> Task to carry out:
Only the lines from the first line of the material below to the line containing "message already matches.", inclusive, should be copied, each exactly as written.

* * * * * * * * *

//! Records the outcome of a pass on the resource status.
//!
//! The last error text is kept in `status.failureMessage`, cleared on success.
//! A failure while Active moves the resource to Updating. Nothing is written
//! when the message is unchanged.

use kube::ResourceExt;
use tracing::{error, info};

use crate::controller::error::{Error, Result};
use crate::controller::requeue::Requeue;
use crate::controller::state_machine::{ClusterEvent, ClusterStateMachine, TransitionResult};
use crate::controller::store::{ConfigStore, StatusPatch};
use crate::crd::TkeClusterConfig;

/// The patch that records `outcome`, or `None` when the stored message already matches.
pub fn failure_patch(
    machine: &ClusterStateMachine,
    config: &TkeClusterConfig,
    outcome: &std::result::Result<Requeue, Error>,
) -> Option<StatusPatch> {
    let message = match outcome {
        Ok(_) => String::new(),
        Err(e) => e.to_string(),
    };

    if config.failure_message() == message {
        return None;
    }

    let mut patch = StatusPatch::new();
    if !message.is_empty()
        && let TransitionResult::Success { from, to, .. } =
            machine.transition(config.phase(), ClusterEvent::FailureRecorded)
        && from != to
    {
        patch = patch.phase(to);
    }
    Some(patch.failure_message(message))
}

/// Persist the failure message for a finished pass.
///
/// Returns the latest snapshot together with the pass's own outcome. A failed
/// status write is logged and does not replace the outcome.
pub async fn record(
    store: &dyn ConfigStore,
    machine: &ClusterStateMachine,
    config: TkeClusterConfig,
    outcome: Result<Requeue>,
) -> (TkeClusterConfig, Result<Requeue>) {
    let Some(patch) = failure_patch(machine, &config, &outcome) else {
        return (config, outcome);
    };

    if let Some(phase) = patch.target_phase() {
        info!(name = %config.name_any(), phase = %phase, "Failure moves resource out of Active");
    }
    match store.update_status(&config, &patch).await {
        Ok(updated) => (updated, outcome),
        Err(e) => {
            error!(name = %config.name_any(), error = %e, "Error recording failure message");
            (config, outcome)
        }
    }
}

* * * * * * * * *

> Task answer:
//! Records the outcome of a pass on the resource status.
//!
//! The last error text is kept in `status.failureMessage`, cleared on success.
//! A failure while Active moves the resource to Updating. Nothing is written
//! when the message is unchanged.

use kube::ResourceExt;
use tracing::{error, info};

use crate::controller::error::{Error, Result};
use crate::controller::requeue::Requeue;
use crate::controller::state_machine::{ClusterEvent, ClusterStateMachine, TransitionResult};
use crate::controller::store::{ConfigStore, StatusPatch};
use crate::crd::TkeClusterConfig;

/// The patch that records `outcome`, or `None` when the stored message already matches.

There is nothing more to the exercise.